To do – Every line below that has the string "false" needs to be copied.

Source data –
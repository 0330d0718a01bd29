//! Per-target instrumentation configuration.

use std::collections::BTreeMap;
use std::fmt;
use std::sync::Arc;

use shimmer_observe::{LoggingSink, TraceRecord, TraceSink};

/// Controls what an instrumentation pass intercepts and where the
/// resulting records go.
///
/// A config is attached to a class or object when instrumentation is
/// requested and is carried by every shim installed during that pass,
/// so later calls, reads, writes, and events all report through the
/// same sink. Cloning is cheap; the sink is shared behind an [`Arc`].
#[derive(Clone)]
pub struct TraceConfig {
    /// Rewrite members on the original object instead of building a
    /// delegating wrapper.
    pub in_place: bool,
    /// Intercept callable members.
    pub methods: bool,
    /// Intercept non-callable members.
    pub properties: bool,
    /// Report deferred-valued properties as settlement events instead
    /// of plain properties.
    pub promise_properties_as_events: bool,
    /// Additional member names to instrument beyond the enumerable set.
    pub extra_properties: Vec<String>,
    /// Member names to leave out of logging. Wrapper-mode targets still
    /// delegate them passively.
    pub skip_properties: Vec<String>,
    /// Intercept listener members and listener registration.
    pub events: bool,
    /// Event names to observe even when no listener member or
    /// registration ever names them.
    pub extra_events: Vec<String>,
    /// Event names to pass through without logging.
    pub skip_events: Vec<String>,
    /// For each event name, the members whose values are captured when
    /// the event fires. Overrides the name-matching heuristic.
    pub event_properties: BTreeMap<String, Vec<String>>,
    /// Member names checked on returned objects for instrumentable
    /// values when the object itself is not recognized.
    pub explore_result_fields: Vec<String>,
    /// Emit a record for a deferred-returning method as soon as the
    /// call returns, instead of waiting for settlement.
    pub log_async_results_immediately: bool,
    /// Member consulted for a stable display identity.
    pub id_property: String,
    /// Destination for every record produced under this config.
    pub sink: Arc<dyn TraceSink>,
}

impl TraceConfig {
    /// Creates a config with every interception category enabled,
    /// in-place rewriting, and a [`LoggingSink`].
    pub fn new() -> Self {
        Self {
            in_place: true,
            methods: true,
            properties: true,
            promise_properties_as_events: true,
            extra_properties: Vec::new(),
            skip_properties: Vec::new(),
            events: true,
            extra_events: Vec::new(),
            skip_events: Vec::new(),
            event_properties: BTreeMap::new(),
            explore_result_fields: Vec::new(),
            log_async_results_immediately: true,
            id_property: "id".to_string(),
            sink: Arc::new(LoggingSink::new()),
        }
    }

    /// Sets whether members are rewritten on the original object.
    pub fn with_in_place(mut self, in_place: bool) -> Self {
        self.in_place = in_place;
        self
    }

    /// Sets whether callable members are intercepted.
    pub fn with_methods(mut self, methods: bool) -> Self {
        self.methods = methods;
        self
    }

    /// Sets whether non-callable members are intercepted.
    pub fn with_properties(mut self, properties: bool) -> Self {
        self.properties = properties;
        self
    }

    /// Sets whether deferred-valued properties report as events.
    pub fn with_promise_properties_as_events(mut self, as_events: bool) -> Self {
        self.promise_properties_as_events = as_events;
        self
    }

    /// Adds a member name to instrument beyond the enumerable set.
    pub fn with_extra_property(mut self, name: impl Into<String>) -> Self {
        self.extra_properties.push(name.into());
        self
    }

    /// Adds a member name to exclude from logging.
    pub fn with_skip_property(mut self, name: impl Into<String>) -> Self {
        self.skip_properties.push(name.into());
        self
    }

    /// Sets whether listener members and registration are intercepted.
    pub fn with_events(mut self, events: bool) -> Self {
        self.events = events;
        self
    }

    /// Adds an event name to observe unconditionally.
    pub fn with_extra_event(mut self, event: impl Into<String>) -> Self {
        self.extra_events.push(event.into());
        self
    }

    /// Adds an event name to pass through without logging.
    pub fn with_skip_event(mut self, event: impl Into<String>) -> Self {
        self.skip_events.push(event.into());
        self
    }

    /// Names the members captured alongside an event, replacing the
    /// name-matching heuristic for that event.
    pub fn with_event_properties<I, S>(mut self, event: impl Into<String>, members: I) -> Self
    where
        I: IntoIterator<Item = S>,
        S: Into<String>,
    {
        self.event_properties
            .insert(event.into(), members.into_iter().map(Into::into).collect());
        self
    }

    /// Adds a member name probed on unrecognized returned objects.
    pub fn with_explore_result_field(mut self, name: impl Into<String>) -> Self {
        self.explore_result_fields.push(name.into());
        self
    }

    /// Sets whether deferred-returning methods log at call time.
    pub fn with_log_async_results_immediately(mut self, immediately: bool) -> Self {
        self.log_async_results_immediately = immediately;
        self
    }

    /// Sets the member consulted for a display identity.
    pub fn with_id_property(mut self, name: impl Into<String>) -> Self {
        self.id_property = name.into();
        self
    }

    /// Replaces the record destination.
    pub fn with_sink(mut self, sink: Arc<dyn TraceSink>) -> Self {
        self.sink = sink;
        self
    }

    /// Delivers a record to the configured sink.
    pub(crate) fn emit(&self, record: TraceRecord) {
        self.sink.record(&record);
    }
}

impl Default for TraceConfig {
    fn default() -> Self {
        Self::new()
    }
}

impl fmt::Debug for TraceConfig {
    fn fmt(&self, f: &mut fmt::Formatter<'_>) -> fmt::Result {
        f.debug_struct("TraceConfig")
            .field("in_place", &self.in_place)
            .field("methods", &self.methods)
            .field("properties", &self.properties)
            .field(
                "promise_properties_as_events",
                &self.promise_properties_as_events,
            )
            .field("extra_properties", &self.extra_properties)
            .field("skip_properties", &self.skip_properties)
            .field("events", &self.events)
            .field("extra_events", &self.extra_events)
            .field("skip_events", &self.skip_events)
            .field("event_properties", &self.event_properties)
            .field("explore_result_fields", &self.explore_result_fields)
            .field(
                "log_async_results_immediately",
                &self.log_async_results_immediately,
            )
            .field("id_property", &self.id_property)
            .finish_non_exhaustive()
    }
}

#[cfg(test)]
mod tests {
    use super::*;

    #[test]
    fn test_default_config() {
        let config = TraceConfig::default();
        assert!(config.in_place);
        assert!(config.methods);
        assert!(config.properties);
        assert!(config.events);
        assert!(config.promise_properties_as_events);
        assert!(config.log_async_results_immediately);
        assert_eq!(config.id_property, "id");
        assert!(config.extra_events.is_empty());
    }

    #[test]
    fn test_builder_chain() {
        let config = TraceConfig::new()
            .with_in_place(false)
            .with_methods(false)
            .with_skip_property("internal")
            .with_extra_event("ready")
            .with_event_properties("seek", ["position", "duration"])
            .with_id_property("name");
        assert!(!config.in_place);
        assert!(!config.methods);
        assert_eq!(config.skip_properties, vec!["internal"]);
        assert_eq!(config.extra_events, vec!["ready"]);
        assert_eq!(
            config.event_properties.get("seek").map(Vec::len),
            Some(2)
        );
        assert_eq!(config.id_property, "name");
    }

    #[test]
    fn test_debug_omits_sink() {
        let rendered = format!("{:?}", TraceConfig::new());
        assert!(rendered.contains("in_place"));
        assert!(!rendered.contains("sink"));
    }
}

Response to this task –
            .with_in_place(false)
            .with_methods(false)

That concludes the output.